Why are interest rates increasing so rapidly?
If you own a house or have been thinking about buying, rising interest rates is a hot topic. The ‘interest rate’ in question is the Bank of Canada’s (BoC) policy interest rate, also known as the target overnight or benchmark interest rate. Changes in the BoC policy interest rate affects Prime Rate, which in turn sets the rates for variable (adjustable) mortgages and lines of credit (secured and unsecured).
Since the Bank of Canada is the sole issuer of Canadian banknotes, they essentially control the flow of money into the economy. The Bank of Canada’s prime goal it to keep inflation between 1-3%. The idea behind inflation is that prices increase in response to a larger supply of currency in circulation to purchase the same goods. By controlling exactly how much money enters circulation, the bank can help to control inflation.

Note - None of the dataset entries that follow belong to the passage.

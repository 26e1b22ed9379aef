//! Overlap resolution.
//!
//! After walking, extents may collide: a walked-through extent can
//! cover a later entry. The resolution pass partitions every body,
//! with one exception: a thunk fully contained in its caller is kept
//! as-is.

use crate::function::{FunctionKind, FunctionMap};

/// Resolves overlapping extents in entry order.
pub(crate) fn fix_overlaps(functions: &mut FunctionMap) {
    let mut list: Vec<_> = functions.values().cloned().collect();

    for i in 0..list.len() {
        for j in (i + 1)..list.len() {
            if list[i].end <= list[j].entry {
                break;
            }

            let contained_thunk =
                list[j].kind == FunctionKind::Thunk && list[j].end <= list[i].end;

            if !contained_thunk {
                list[i].end = list[j].entry;
                break;
            }
        }
    }

    functions.clear();
    functions.extend(list.into_iter().map(|f| (f.entry, f)));
}

#[cfg(test)]
mod tests {
    use remora_debugger::Address;

    use super::fix_overlaps;
    use crate::function::{Function, FunctionKind, FunctionMap};

    fn map(functions: &[(Address, Address, FunctionKind)]) -> FunctionMap {
        functions
            .iter()
            .map(|&(entry, end, kind)| {
                (
                    entry,
                    Function {
                        entry,
                        end,
                        kind,
                        references: 0,
                    },
                )
            })
            .collect()
    }

    #[test]
    fn contained_thunk_is_kept() {
        let mut functions = map(&[
            (0x1000, 0x1040, FunctionKind::Standard),
            (0x1020, 0x1030, FunctionKind::Thunk),
        ]);

        fix_overlaps(&mut functions);

        assert_eq!(functions[&0x1000].end, 0x1040);
        assert_eq!(functions[&0x1020].end, 0x1030);
    }

    #[test]
    fn standard_overlap_truncates_the_earlier_extent() {
        let mut functions = map(&[
            (0x1000, 0x1040, FunctionKind::Standard),
            (0x1020, 0x1030, FunctionKind::Standard),
        ]);

        fix_overlaps(&mut functions);

        assert_eq!(functions[&0x1000].end, 0x1020);
        assert_eq!(functions[&0x1020].end, 0x1030);
    }

    #[test]
    fn resolution_partitions_every_pair() {
        let mut functions = map(&[
            (0x1000, 0x1100, FunctionKind::Standard),
            (0x1010, 0x1018, FunctionKind::Thunk),
            (0x1020, 0x1080, FunctionKind::Standard),
            (0x1060, 0x1070, FunctionKind::Standard),
        ]);

        fix_overlaps(&mut functions);

        // The thunk survived inside the first function; everything
        // else was truncated to the next entry.
        assert_eq!(functions[&0x1000].end, 0x1020);
        assert_eq!(functions[&0x1010].end, 0x1018);
        assert_eq!(functions[&0x1020].end, 0x1060);
        assert_eq!(functions[&0x1060].end, 0x1070);

        // No two non-thunk extents overlap afterwards.
        let list: Vec<_> = functions.values().collect();
        for (i, f1) in list.iter().enumerate() {
            for f2 in &list[i + 1..] {
                assert!(
                    f1.end <= f2.entry
                        || (f2.kind == FunctionKind::Thunk && f2.end <= f1.end),
                    "{f1:?} overlaps {f2:?}"
                );
            }
        }
    }

    #[test]
    fn disjoint_map_is_untouched() {
        let mut functions = map(&[
            (0x1000, 0x1010, FunctionKind::Standard),
            (0x1010, 0x1020, FunctionKind::Standard),
        ]);

        let before = functions.clone();
        fix_overlaps(&mut functions);

        assert_eq!(functions, before);
    }
}
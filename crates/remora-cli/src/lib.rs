//! Crate implementing the CLI commands.

mod cli;
mod config;
mod elf;
mod run;

pub use self::cli::{CliAction, CliOpts};
pub use self::config::SessionConfig;
pub use self::elf::ElfImage;
pub use self::run::{evaluate_analyze, evaluate_attach, evaluate_ps, evaluate_run};
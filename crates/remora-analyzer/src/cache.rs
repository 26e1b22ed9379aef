use indexmap::IndexMap;

use remora_debugger::{Address, Region};

use crate::function::FunctionMap;

/// Finished analysis of one region.
#[derive(Clone, Debug)]
pub struct RegionAnalysis {
    /// The region the analysis was computed over.
    pub region: Region,

    /// Content fingerprint of the region at analysis time.
    pub md5: [u8; 16],

    /// Recovered functions, ordered by entry.
    pub functions: FunctionMap,

    /// Whether the analysis ran while the debuggee was not guaranteed
    /// quiescent. Fuzzy results are never served from cache.
    pub fuzzy: bool,
}

/// Per-region memoization of analyses, keyed by region start.
#[derive(Debug, Default)]
pub(crate) struct AnalysisCache {
    entries: IndexMap<Address, RegionAnalysis>,
}

impl AnalysisCache {
    /// The cached analysis for the region starting at `start`, if it is
    /// authoritative for the given fingerprint.
    pub fn lookup(&self, start: Address, md5: &[u8; 16]) -> Option<&RegionAnalysis> {
        self.entries
            .get(&start)
            .filter(|analysis| !analysis.fuzzy && analysis.md5 == *md5)
    }

    pub fn get(&self, start: Address) -> Option<&RegionAnalysis> {
        self.entries.get(&start)
    }

    /// Stores (or overwrites) the analysis for its region.
    pub fn store(&mut self, analysis: RegionAnalysis) {
        self.entries.insert(analysis.region.start, analysis);
    }

    pub fn invalidate(&mut self, start: Address) -> bool {
        self.entries.shift_remove(&start).is_some()
    }

    pub fn invalidate_all(&mut self) {
        self.entries.clear();
    }

    /// The cached analysis whose region contains `addr`.
    pub fn containing(&self, addr: Address) -> Option<&RegionAnalysis> {
        self.entries
            .values()
            .find(|analysis| analysis.region.contains(addr))
    }
}

#[cfg(test)]
mod tests {
    use remora_debugger::{Permissions, Region};

    use super::{AnalysisCache, RegionAnalysis};
    use crate::function::FunctionMap;

    fn analysis(start: u64, md5: [u8; 16], fuzzy: bool) -> RegionAnalysis {
        RegionAnalysis {
            region: Region {
                start,
                end: start + 0x1000,
                base: start,
                name: String::new(),
                permissions: Permissions::default(),
            },
            md5,
            functions: FunctionMap::new(),
            fuzzy,
        }
    }

    #[test]
    fn lookup_requires_matching_fingerprint() {
        let mut cache = AnalysisCache::default();
        cache.store(analysis(0x1000, [1; 16], false));

        assert!(cache.lookup(0x1000, &[1; 16]).is_some());
        assert!(cache.lookup(0x1000, &[2; 16]).is_none());
        assert!(cache.lookup(0x2000, &[1; 16]).is_none());
    }

    #[test]
    fn fuzzy_analyses_are_never_served() {
        let mut cache = AnalysisCache::default();
        cache.store(analysis(0x1000, [1; 16], true));

        assert!(cache.lookup(0x1000, &[1; 16]).is_none());
        // Still retrievable for inspection, just not authoritative.
        assert!(cache.get(0x1000).is_some());
    }

    #[test]
    fn invalidation_drops_entries() {
        let mut cache = AnalysisCache::default();
        cache.store(analysis(0x1000, [1; 16], false));
        cache.store(analysis(0x3000, [2; 16], false));

        assert!(cache.invalidate(0x1000));
        assert!(!cache.invalidate(0x1000));
        assert!(cache.get(0x3000).is_some());

        cache.invalidate_all();
        assert!(cache.get(0x3000).is_none());
    }

    #[test]
    fn containing_finds_by_address() {
        let mut cache = AnalysisCache::default();
        cache.store(analysis(0x1000, [1; 16], false));

        assert!(cache.containing(0x1800).is_some());
        assert!(cache.containing(0x2800).is_none());
    }
}
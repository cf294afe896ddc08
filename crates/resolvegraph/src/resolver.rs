// moon: The build system and package manager for MoonBit.
// Copyright (C) 2024 International Digital Economy Academy
//
// This program is free software: you can redistribute it and/or modify
// it under the terms of the GNU Affero General Public License as published by
// the Free Software Foundation, either version 3 of the License, or
// (at your option) any later version.
//
// This program is distributed in the hope that it will be useful,
// but WITHOUT ANY WARRANTY; without even the implied warranty of
// MERCHANTABILITY or FITNESS FOR A PARTICULAR PURPOSE.  See the
// GNU Affero General Public License for more details.
//
// You should have received a copy of the GNU Affero General Public License
// along with this program.  If not, see <https://www.gnu.org/licenses/>.
//
// For inquiries, you can contact us via e-mail at jichuruanjian@idea.edu.cn.

use resolveutil::{
    attributes::AttributeSet,
    config::ResolveConfig,
    identifier::{ComponentIdentifier, ModuleVersionIdentifier, VersionConstraint},
};
use thiserror::Error;

use crate::{
    builder::GraphError,
    lock::DependencyLockState,
    repository::{DependencyMetadata, RepositoryList},
    result::ResolutionResult,
};

pub mod env;
pub mod variants;
pub mod walker;

pub use walker::GraphWalker;

use self::env::ResolverEnv;

/// Errors that prevent a resolution result from being produced at all.
/// Failures to resolve individual modules are attached to the graph instead.
#[derive(Debug, Error)]
pub enum ResolverError {
    #[error("Malformed dependency declared by {0}: {1}")]
    MalformedDependency(ComponentIdentifier, String),
    #[error(transparent)]
    Graph(#[from] GraphError),
    #[error("Error during resolution: {0}")]
    Other(anyhow::Error),
}

#[derive(Debug)]
pub struct ResolverErrors(pub Vec<ResolverError>);

impl std::fmt::Display for ResolverErrors {
    fn fmt(&self, f: &mut std::fmt::Formatter<'_>) -> std::fmt::Result {
        for error in &self.0 {
            writeln!(f, "{}", error)?;
        }
        Ok(())
    }
}

impl std::error::Error for ResolverErrors {}

/// The component whose dependencies are being resolved.
#[derive(Clone, Debug)]
pub struct RootComponent {
    pub module_version: ModuleVersionIdentifier,
    pub component_id: ComponentIdentifier,
    /// Consumer attributes applied to every variant selection.
    pub attributes: AttributeSet,
    pub dependencies: Vec<DependencyMetadata>,
}

impl RootComponent {
    pub fn new(
        module_version: ModuleVersionIdentifier,
        component_id: ComponentIdentifier,
        attributes: AttributeSet,
    ) -> Self {
        RootComponent {
            module_version,
            component_id,
            attributes,
            dependencies: vec![],
        }
    }

    /// Adds a plain `group:name` dependency at `version`.
    pub fn depends_on(mut self, module: &str, version: &str) -> Result<Self, ResolverError> {
        let dependency = DependencyMetadata {
            module: module
                .parse()
                .map_err(|e| ResolverError::MalformedDependency(self.component_id.clone(), e))?,
            version: VersionConstraint::required(version),
            constraint: false,
            attributes: AttributeSet::empty(),
            capabilities: vec![],
        };
        self.dependencies.push(dependency);
        Ok(self)
    }

    pub fn with_dependency(mut self, dependency: DependencyMetadata) -> Self {
        self.dependencies.push(dependency);
        self
    }
}

/// The dependency resolver.
pub trait Resolver {
    /// Resolves the dependencies of `root` using the given environment.
    ///
    /// Returns `None` when the environment recorded errors that prevent a
    /// graph from being built.
    fn resolve(&mut self, env: &mut ResolverEnv, root: &RootComponent) -> Option<ResolutionResult>;
}

pub fn resolve_with_default_env(
    repositories: &RepositoryList,
    resolver: &mut dyn Resolver,
    root: &RootComponent,
) -> Result<ResolutionResult, ResolverErrors> {
    resolve_in_env(ResolverEnv::new(repositories), resolver, root)
}

fn resolve_in_env(
    mut env: ResolverEnv,
    resolver: &mut dyn Resolver,
    root: &RootComponent,
) -> Result<ResolutionResult, ResolverErrors> {
    let res = resolver.resolve(&mut env, root);
    match res {
        Some(result) if !env.any_errors() => Ok(result),
        _ => {
            let mut errors = env.into_errors();
            if errors.is_empty() {
                errors.push(ResolverError::Other(anyhow::anyhow!(
                    "resolver produced no result"
                )));
            }
            Err(ResolverErrors(errors))
        }
    }
}

/// Resolves against the repositories of `config`, validating `lock_state`
/// with the configured lock mode.
pub fn resolve_with_config(
    config: &ResolveConfig,
    root: &RootComponent,
    lock_state: Option<&DependencyLockState>,
) -> Result<ResolutionResult, ResolverErrors> {
    let repositories = RepositoryList::from_config(config);
    let mut env = ResolverEnv::new(&repositories);
    if let Some(state) = lock_state {
        env = env.with_lock_state(state, config.lock_mode);
    }
    resolve_in_env(env, &mut GraphWalker, root)
}
// moon: The build system and package manager for MoonBit.
// Copyright (C) 2024 International Digital Economy Academy
//
// This program is free software: you can redistribute it and/or modify
// it under the terms of the GNU Affero General Public License as published by
// the Free Software Foundation, either version 3 of the License, or
// (at your option) any later version.
//
// This program is distributed in the hope that it will be useful,
// but WITHOUT ANY WARRANTY; without even the implied warranty of
// MERCHANTABILITY or FITNESS FOR A PARTICULAR PURPOSE.  See the
// GNU Affero General Public License for more details.
//
// You should have received a copy of the GNU Affero General Public License
// along with this program.  If not, see <https://www.gnu.org/licenses/>.
//
// For inquiries, you can contact us via e-mail at jichuruanjian@idea.edu.cn.

use std::sync::Arc;

use crate::{attributes::AttributeSet, capability::Capability, identifier::ComponentIdentifier};

/// A shared handle to a variant. Graphs hand the same variant to many edges,
/// so variants are always passed around behind an [`Arc`].
pub type VariantRef = Arc<ResolvedVariant>;

/// A selected (or candidate) facet of a component.
///
/// Equality and hashing are structural over every field, including the
/// external variant, so two separately built but identical variants are
/// interchangeable.
#[derive(Clone, PartialEq, Eq, Hash)]
pub struct ResolvedVariant {
    owner: ComponentIdentifier,
    display_name: String,
    attributes: AttributeSet,
    capabilities: Vec<Capability>,
    /// A variant published by another component that this one points at.
    external_variant: Option<VariantRef>,
}

impl ResolvedVariant {
    pub fn new(
        owner: ComponentIdentifier,
        display_name: impl Into<String>,
        attributes: AttributeSet,
        capabilities: Vec<Capability>,
    ) -> Self {
        ResolvedVariant {
            owner,
            display_name: display_name.into(),
            attributes,
            capabilities,
            external_variant: None,
        }
    }

    pub fn with_external_variant(mut self, external: Option<VariantRef>) -> Self {
        self.external_variant = external;
        self
    }

    pub fn owner(&self) -> &ComponentIdentifier {
        &self.owner
    }

    pub fn display_name(&self) -> &str {
        &self.display_name
    }

    pub fn attributes(&self) -> &AttributeSet {
        &self.attributes
    }

    pub fn capabilities(&self) -> &[Capability] {
        &self.capabilities
    }

    pub fn external_variant(&self) -> Option<&VariantRef> {
        self.external_variant.as_ref()
    }

    pub fn into_ref(self) -> VariantRef {
        Arc::new(self)
    }
}

impl std::fmt::Debug for ResolvedVariant {
    fn fmt(&self, f: &mut std::fmt::Formatter<'_>) -> std::fmt::Result {
        let mut s = f.debug_struct("ResolvedVariant");
        s.field("owner", &format_args!("{}", self.owner))
            .field("name", &self.display_name)
            .field("attributes", &self.attributes);
        if !self.capabilities.is_empty() {
            s.field("capabilities", &format_args!("{:?}", self.capabilities));
        }
        if let Some(external) = &self.external_variant {
            s.field(
                "external",
                &format_args!("{} of {}", external.display_name, external.owner),
            );
        }
        s.finish()
    }
}

impl std::fmt::Display for ResolvedVariant {
    fn fmt(&self, f: &mut std::fmt::Formatter<'_>) -> std::fmt::Result {
        f.write_str(&self.display_name)
    }
}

By increasing the cost of borrowing money from the bank, they can reduce the overall demand for money. People tend to spend less and save more when interest rates are high, which reduces spending and helps to slow the rise of inflation in response.
Unfortunately with inflation being at record highs, this means we won’t see an end to the increased interest rates right away. The good news is that the economy works in a cycle. What goes up must come down! So while currently all you hear about is increasing rates, there will come a time when the BoC will need to stimulate spending and the floating policy interest rate will come down.